# Exercise material:
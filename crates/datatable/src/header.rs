//! Binary table header: orientation, row/column counts and per-column descriptors.

use crate::error::FormatError;
use crate::metadata::MetaData;
use crate::types::ColumnType;
use std::io::{self, Write};

/// Orientation tag of a column-oriented table.
pub const COLUMN_ORIENTED: u8 = 1;

#[derive(Clone, Debug, PartialEq)]
pub struct ColumnDescriptor {
    pub column_type: ColumnType,
    pub metadata: MetaData,
}

#[derive(Clone, Debug, Default, PartialEq)]
pub struct TableHeader {
    pub row_count: u32,
    pub columns: Vec<ColumnDescriptor>,
}

impl TableHeader {
    /// Serialize the header including the trailing data offset marker.
    /// Returns the offset at which column data starts.
    pub fn write_to(&self, out: &mut impl Write) -> io::Result<u64> {
        let mut buf = Vec::new();
        buf.push(COLUMN_ORIENTED);
        buf.extend_from_slice(&self.row_count.to_le_bytes());
        buf.extend_from_slice(&(self.columns.len() as u32).to_le_bytes());
        for column in &self.columns {
            buf.push(column.column_type.tag());
            column.metadata.write_to(&mut buf)?;
        }
        let data_offset = buf.len() as u64 + 8;
        buf.extend_from_slice(&data_offset.to_le_bytes());
        out.write_all(&buf)?;
        Ok(data_offset)
    }

    /// Parse a header from the start of `bytes`.
    ///
    /// Returns the header and the data offset. `bytes` may extend past the
    /// header; [`FormatError::Truncated`] means more bytes are needed.
    pub fn parse(bytes: &[u8]) -> Result<(Self, u64), FormatError> {
        let mut cursor = bytes;
        let orientation = take(&mut cursor, 1, "orientation")?[0];
        if orientation != COLUMN_ORIENTED {
            return Err(FormatError::UnknownOrientation(orientation));
        }
        let row_count = read_u32(&mut cursor, "row count")?;
        let column_count = read_u32(&mut cursor, "column count")?;

        let mut columns = Vec::with_capacity(column_count.min(4096) as usize);
        for column in 0..column_count {
            let tag = take(&mut cursor, 1, "column type")?[0];
            let column_type =
                ColumnType::from_tag(tag).ok_or(FormatError::UnknownColumnType { column, tag })?;
            let metadata = MetaData::read_from(&mut cursor)?;
            columns.push(ColumnDescriptor {
                column_type,
                metadata,
            });
        }

        let raw = take(&mut cursor, 8, "data offset")?;
        let mut marker = [0u8; 8];
        marker.copy_from_slice(raw);
        let marker = u64::from_le_bytes(marker);
        let actual = (bytes.len() - cursor.len()) as u64;
        if marker != actual {
            return Err(FormatError::DataOffsetMismatch { marker, actual });
        }

        Ok((Self { row_count, columns }, actual))
    }
}

fn take<'a>(bytes: &mut &'a [u8], len: usize, what: &'static str) -> Result<&'a [u8], FormatError> {
    if bytes.len() < len {
        return Err(FormatError::Truncated(what));
    }
    let (head, rest) = bytes.split_at(len);
    *bytes = rest;
    Ok(head)
}

fn read_u32(bytes: &mut &[u8], what: &'static str) -> Result<u32, FormatError> {
    let raw = take(bytes, 4, what)?;
    Ok(u32::from_le_bytes([raw[0], raw[1], raw[2], raw[3]]))
}
impl<const N: usize> FloatTensor<N> {
    /// Returns `None` when `values` does not match the element count of `shape`.
    pub fn new(shape: [u32; N], values: Vec<f32>) -> Option<Self> {
        let expected: usize = shape.iter().map(|d| *d as usize).product();
        (expected == values.len()).then_some(Self { shape, values })
    }

    pub fn zeros(shape: [u32; N]) -> Self {
        let len: usize = shape.iter().map(|d| *d as usize).product();
        Self {
            shape,
            values: vec![0.0; len],
        }
    }

    fn encode_tensor(&self, out: &mut Vec<u8>) {
        for dim in self.shape {
            out.extend_from_slice(&dim.to_le_bytes());
        }
        encode_floats(&self.values, out);
    }

    fn decode_tensor(mut bytes: &[u8]) -> Result<Self, FormatError> {
        let mut shape = [0u32; N];
        for dim in shape.iter_mut() {
            *dim = read_u32(&mut bytes, "tensor shape")?;
        }
        let values = decode_floats(bytes, "tensor")?;
        Self::new(shape, values).ok_or(FormatError::InvalidElement("tensor"))
    }
}

impl<const N: usize> fmt::Display for FloatTensor<N> {
    fn fmt(&self, f: &mut fmt::Formatter<'_>) -> fmt::Result {
        let dims: Vec<String> = self.shape.iter().map(|d| d.to_string()).collect();
        write!(f, "Tensor({}) ", dims.join("x"))?;
        write_floats(f, &self.values)
    }
}

macro_rules! tensor_element {
    ($rank:literal, $column_type:ident) => {
        impl ColumnElement for FloatTensor<$rank> {
            const COLUMN_TYPE: ColumnType = ColumnType::$column_type;

            fn encode(&self, out: &mut Vec<u8>) {
                self.encode_tensor(out);
            }

            fn decode(bytes: &[u8]) -> Result<Self, FormatError> {
                Self::decode_tensor(bytes)
            }

            fn to_value(&self) -> Value {
                Value::$column_type(self.clone())
            }
        }
    };
}

tensor_element!(2, Matrix);
tensor_element!(3, Tensor3D);
tensor_element!(4, Tensor4D);

/// Append `item` so that it can be read back from a concatenated stream:
/// fixed-size elements as-is, variable-length ones behind a `u32` length.
pub(crate) fn encode_framed<T: ColumnElement>(item: &T, out: &mut Vec<u8>) {
    if T::COLUMN_TYPE.fixed_size().is_some() {
        item.encode(out);
        return;
    }
    let len_pos = out.len();
    out.extend_from_slice(&[0u8; 4]);
    item.encode(out);
    let len = (out.len() - len_pos - 4) as u32;
    out[len_pos..len_pos + 4].copy_from_slice(&len.to_le_bytes());
}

# Assignment:
Determine the number of lines in the listing that hold the word "ColumnType", and supply that number and nothing further.

# Solution to the exercise:
4